> [What is needed]: Return each line of the data below that contains the string "const".

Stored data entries
----

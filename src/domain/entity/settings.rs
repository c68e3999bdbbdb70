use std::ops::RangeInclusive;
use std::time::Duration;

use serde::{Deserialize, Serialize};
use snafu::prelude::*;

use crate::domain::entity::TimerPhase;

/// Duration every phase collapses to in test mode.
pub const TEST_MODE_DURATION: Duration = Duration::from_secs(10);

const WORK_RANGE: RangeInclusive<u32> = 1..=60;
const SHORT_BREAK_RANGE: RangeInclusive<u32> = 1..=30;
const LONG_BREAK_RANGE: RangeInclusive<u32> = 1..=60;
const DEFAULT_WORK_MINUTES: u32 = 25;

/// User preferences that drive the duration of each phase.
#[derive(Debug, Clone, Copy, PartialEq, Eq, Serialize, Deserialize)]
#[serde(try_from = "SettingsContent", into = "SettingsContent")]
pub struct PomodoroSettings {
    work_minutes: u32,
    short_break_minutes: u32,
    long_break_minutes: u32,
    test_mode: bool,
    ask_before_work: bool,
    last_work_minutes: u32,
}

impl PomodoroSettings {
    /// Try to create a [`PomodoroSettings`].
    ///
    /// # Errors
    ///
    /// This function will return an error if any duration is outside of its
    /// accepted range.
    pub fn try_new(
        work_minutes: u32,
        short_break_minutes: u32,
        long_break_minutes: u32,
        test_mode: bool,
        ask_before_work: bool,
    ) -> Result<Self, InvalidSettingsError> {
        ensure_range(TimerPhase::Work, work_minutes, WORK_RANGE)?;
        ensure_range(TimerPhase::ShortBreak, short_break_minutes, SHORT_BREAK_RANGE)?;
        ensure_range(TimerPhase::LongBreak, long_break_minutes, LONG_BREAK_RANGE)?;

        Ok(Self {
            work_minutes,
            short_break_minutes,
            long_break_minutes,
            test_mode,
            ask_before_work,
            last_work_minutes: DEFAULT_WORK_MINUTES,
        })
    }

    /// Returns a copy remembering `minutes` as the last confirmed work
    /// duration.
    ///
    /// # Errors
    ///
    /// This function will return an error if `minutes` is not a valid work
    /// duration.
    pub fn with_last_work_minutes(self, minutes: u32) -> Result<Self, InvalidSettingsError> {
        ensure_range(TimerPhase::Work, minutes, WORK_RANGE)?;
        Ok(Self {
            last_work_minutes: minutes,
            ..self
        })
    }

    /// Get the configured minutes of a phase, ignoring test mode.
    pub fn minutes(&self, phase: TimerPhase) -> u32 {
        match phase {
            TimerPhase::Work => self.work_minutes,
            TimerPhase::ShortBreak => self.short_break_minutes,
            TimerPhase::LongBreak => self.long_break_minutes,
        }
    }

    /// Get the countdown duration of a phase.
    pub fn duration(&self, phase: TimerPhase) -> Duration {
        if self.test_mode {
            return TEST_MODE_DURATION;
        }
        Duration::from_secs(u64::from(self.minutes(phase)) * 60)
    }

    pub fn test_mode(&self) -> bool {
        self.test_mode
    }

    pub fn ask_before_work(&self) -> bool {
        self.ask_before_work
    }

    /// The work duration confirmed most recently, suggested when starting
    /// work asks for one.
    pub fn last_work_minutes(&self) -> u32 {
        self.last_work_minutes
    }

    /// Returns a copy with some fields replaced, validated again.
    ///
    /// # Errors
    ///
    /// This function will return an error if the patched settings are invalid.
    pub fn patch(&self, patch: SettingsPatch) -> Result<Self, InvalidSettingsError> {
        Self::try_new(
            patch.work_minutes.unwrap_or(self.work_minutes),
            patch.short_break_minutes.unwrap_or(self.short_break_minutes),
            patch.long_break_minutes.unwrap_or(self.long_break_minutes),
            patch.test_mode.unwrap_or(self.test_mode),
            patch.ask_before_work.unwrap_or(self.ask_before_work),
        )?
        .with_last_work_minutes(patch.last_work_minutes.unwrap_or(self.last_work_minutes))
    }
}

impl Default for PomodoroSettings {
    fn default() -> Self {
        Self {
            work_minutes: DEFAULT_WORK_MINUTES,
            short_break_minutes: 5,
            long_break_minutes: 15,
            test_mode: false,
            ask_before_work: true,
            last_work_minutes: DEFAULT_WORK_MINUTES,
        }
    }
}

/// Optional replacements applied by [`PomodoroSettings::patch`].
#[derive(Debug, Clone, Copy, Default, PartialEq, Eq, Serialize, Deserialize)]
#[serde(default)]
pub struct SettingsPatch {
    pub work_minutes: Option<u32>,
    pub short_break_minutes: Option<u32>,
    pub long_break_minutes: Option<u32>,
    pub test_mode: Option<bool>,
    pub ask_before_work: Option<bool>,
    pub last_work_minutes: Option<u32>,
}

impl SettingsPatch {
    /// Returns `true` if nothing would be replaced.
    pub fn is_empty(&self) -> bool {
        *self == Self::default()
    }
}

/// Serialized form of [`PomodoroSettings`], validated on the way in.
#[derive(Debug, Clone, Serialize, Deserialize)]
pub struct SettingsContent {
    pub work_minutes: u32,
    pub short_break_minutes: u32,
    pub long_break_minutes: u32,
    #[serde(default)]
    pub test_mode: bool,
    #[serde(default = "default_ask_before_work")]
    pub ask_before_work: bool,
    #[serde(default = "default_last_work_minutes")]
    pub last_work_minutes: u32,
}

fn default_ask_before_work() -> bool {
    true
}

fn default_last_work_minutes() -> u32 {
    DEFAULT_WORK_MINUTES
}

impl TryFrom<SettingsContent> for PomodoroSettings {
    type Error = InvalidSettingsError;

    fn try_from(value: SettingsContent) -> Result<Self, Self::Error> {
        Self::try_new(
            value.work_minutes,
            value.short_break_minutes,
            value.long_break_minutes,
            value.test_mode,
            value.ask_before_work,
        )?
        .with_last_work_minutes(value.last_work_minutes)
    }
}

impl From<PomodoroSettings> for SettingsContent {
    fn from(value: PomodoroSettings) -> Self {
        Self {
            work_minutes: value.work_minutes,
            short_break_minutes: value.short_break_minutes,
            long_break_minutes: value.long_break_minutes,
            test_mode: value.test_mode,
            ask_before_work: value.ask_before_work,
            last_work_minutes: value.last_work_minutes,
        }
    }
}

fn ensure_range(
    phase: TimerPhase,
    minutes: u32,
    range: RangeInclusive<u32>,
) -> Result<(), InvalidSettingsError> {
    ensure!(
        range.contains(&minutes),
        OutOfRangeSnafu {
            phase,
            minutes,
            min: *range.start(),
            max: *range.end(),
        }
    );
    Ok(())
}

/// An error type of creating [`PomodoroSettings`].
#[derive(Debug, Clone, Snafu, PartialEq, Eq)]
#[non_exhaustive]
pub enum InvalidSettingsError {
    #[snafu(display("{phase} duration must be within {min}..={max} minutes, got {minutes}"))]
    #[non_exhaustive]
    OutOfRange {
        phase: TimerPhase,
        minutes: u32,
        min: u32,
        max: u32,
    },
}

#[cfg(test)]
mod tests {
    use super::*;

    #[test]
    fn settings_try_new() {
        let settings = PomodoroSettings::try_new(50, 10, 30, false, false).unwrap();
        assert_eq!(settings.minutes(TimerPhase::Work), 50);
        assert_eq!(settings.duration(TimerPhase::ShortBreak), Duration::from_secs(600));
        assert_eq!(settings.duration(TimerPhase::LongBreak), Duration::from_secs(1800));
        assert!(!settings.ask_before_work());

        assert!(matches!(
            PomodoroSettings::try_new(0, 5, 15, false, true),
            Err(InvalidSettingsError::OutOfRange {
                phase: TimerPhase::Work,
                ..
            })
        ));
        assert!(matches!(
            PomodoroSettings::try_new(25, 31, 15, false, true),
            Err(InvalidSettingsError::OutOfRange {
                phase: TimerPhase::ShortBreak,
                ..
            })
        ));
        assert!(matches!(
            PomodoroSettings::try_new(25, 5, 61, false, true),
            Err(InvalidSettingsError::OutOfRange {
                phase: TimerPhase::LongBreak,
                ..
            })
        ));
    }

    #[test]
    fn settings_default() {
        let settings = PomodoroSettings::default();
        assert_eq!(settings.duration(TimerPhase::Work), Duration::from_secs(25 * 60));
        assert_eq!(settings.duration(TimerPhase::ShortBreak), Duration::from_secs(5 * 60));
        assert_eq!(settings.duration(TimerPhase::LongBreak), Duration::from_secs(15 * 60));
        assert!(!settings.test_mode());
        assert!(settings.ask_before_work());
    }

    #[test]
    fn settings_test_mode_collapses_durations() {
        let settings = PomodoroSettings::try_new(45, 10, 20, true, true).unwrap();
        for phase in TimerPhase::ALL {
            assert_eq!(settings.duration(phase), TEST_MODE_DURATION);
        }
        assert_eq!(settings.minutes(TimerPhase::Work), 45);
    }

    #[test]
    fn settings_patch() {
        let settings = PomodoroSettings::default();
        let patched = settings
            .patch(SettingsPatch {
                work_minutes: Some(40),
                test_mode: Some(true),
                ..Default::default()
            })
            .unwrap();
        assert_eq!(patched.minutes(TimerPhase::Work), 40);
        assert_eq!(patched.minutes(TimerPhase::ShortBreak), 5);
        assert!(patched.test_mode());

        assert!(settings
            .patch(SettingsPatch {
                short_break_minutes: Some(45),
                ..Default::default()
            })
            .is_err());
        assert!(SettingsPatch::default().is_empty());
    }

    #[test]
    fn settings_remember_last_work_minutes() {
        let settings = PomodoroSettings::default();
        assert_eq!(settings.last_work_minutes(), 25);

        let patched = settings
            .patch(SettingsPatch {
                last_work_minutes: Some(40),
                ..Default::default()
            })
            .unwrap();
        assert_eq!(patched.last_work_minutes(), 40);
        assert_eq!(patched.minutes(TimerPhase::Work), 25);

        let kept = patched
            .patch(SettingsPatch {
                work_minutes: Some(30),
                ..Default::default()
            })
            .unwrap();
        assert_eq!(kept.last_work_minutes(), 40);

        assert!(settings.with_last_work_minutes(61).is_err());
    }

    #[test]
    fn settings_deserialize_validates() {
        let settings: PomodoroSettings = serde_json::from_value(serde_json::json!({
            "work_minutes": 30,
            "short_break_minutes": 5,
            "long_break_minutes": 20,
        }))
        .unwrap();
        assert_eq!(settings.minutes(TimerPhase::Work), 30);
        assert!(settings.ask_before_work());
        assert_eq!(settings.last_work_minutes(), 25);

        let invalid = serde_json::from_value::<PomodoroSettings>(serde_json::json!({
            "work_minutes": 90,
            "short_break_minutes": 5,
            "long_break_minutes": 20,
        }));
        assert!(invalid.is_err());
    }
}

----

> [The completed task]:
pub const TEST_MODE_DURATION: Duration = Duration::from_secs(10);
const WORK_RANGE: RangeInclusive<u32> = 1..=60;
const SHORT_BREAK_RANGE: RangeInclusive<u32> = 1..=30;
const LONG_BREAK_RANGE: RangeInclusive<u32> = 1..=60;
const DEFAULT_WORK_MINUTES: u32 = 25;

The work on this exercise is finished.